- **What you have to do**:
Please return only the lines from the one holding "pub type Socket" through the one holding "pub fn frame(channel: u8, payload: &[u8])", exactly as they appear in the records below, both ends included.

- **Extracted material**:

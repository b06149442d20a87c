//! Kubernetes WebSocket channel protocol.
//!
//! Every binary frame starts with one byte naming the channel. The error
//! channel carries a `metav1.Status` document once the remote side is done.
use serde::{Deserialize, Serialize};
use tokio::net::TcpStream;
use tokio_tungstenite::tungstenite::client::IntoClientRequest;
use tokio_tungstenite::tungstenite::http::HeaderValue;
use tokio_tungstenite::{connect_async, MaybeTlsStream, WebSocketStream};
use tonic::Code;
use tracing::debug;

use crate::errors::{CliError, CliResult};

pub type Socket = WebSocketStream<MaybeTlsStream<TcpStream>>;

pub const STREAM_PROTOCOL_V5: &str = "v5.channel.k8s.io";
pub const STREAM_PROTOCOL_V4: &str = "v4.channel.k8s.io";
pub const PORT_FORWARD_PROTOCOL: &str = "portforward.k8s.io";

/// Exec and attach, newest first.
pub const REMOTE_COMMAND_PROTOCOLS: &[&str] = &[STREAM_PROTOCOL_V5, STREAM_PROTOCOL_V4];
pub const PORT_FORWARD_PROTOCOLS: &[&str] = &[STREAM_PROTOCOL_V4, PORT_FORWARD_PROTOCOL];

pub const STDIN: u8 = 0;
pub const STDOUT: u8 = 1;
pub const STDERR: u8 = 2;
pub const ERROR: u8 = 3;
pub const RESIZE: u8 = 4;
/// Half-close of a channel; v5 only.
pub const CLOSE: u8 = 255;

#[derive(Debug, Clone, Copy, PartialEq, Eq)]
pub enum ProtocolVersion {
    V4,
    V5,
}

impl ProtocolVersion {
    pub fn from_negotiated(name: &str) -> Self {
        if name == STREAM_PROTOCOL_V5 {
            ProtocolVersion::V5
        } else {
            ProtocolVersion::V4
        }
    }

    pub fn supports_close(self) -> bool {
        self == ProtocolVersion::V5
    }
}

pub fn frame(channel: u8, payload: &[u8]) -> Vec<u8> {
    let mut data = Vec::with_capacity(payload.len() + 1);
    data.push(channel);
    data.extend_from_slice(payload);
    data
}

pub fn split_frame(data: &[u8]) -> Option<(u8, &[u8])> {
    data.split_first().map(|(channel, payload)| (*channel, payload))
}

#[derive(Debug, Clone, Copy, PartialEq, Eq, Serialize)]
pub struct TerminalSize {
    #[serde(rename = "Width")]
    pub width: u16,
    #[serde(rename = "Height")]
    pub height: u16,
}

pub fn resize_frame(size: TerminalSize) -> CliResult<Vec<u8>> {
    Ok(frame(RESIZE, &serde_json::to_vec(&size)?))
}

#[derive(Debug, Default, Deserialize)]
#[serde(default)]
struct RemoteStatus {
    status: String,
    message: String,
    reason: String,
    details: Option<StatusDetails>,
}

#[derive(Debug, Default, Deserialize)]
#[serde(default)]
struct StatusDetails {
    causes: Vec<StatusCause>,
}

#[derive(Debug, Default, Deserialize)]
#[serde(default)]
struct StatusCause {
    reason: String,
    message: String,
}

/// Decodes the error channel payload into the remote process exit code.
pub fn exit_code_from_status(payload: &[u8]) -> CliResult<i32> {
    let status: RemoteStatus = serde_json::from_slice(payload)
        .map_err(|err| CliError::streaming(format!("malformed status frame: {err}")))?;
    if status.status == "Success" {
        return Ok(0);
    }
    if status.reason == "NonZeroExitCode" {
        let code = status
            .details
            .iter()
            .flat_map(|details| details.causes.iter())
            .find(|cause| cause.reason == "ExitCode")
            .and_then(|cause| cause.message.parse::<i32>().ok());
        if let Some(code) = code {
            return Ok(code);
        }
    }
    Err(CliError::Runtime {
        code: Code::Unknown,
        message: status.message,
    })
}

/// Streaming servers hand out http(s) URLs; WebSockets need ws(s).
pub fn websocket_url(url: &str) -> CliResult<String> {
    if let Some(rest) = url.strip_prefix("http://") {
        Ok(format!("ws://{rest}"))
    } else if let Some(rest) = url.strip_prefix("https://") {
        Ok(format!("wss://{rest}"))
    } else if url.starts_with("ws://") || url.starts_with("wss://") {
        Ok(url.to_string())
    } else {
        Err(CliError::streaming(format!("unsupported streaming URL {url:?}")))
    }
}

/// Opens the upgrade and reports which subprotocol the server picked.
pub async fn connect(url: &str, protocols: &[&str]) -> CliResult<(Socket, String)> {
    let target = websocket_url(url)?;
    let mut request = target
        .as_str()
        .into_client_request()
        .map_err(CliError::streaming)?;
    // The client handshake splits on bare commas when checking the reply.
    let offered = HeaderValue::from_str(&protocols.join(",")).map_err(CliError::streaming)?;
    request.headers_mut().insert("Sec-WebSocket-Protocol", offered);

    let (socket, response) = connect_async(request).await.map_err(CliError::streaming)?;
    let negotiated = response
        .headers()
        .get("Sec-WebSocket-Protocol")
        .and_then(|value| value.to_str().ok())
        .unwrap_or_default()
        .to_string();
    debug!(url = %target, protocol = %negotiated, "streaming connection established");
    Ok((socket, negotiated))
}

- **Solution to this task**:
pub type Socket = WebSocketStream<MaybeTlsStream<TcpStream>>;

pub const STREAM_PROTOCOL_V5: &str = "v5.channel.k8s.io";
pub const STREAM_PROTOCOL_V4: &str = "v4.channel.k8s.io";
pub const PORT_FORWARD_PROTOCOL: &str = "portforward.k8s.io";

/// Exec and attach, newest first.
pub const REMOTE_COMMAND_PROTOCOLS: &[&str] = &[STREAM_PROTOCOL_V5, STREAM_PROTOCOL_V4];
pub const PORT_FORWARD_PROTOCOLS: &[&str] = &[STREAM_PROTOCOL_V4, PORT_FORWARD_PROTOCOL];

pub const STDIN: u8 = 0;
pub const STDOUT: u8 = 1;
pub const STDERR: u8 = 2;
pub const ERROR: u8 = 3;
pub const RESIZE: u8 = 4;
/// Half-close of a channel; v5 only.
pub const CLOSE: u8 = 255;

#[derive(Debug, Clone, Copy, PartialEq, Eq)]
pub enum ProtocolVersion {
    V4,
    V5,
}

impl ProtocolVersion {
    pub fn from_negotiated(name: &str) -> Self {
        if name == STREAM_PROTOCOL_V5 {
            ProtocolVersion::V5
        } else {
            ProtocolVersion::V4
        }
    }

    pub fn supports_close(self) -> bool {
        self == ProtocolVersion::V5
    }
}

pub fn frame(channel: u8, payload: &[u8]) -> Vec<u8> {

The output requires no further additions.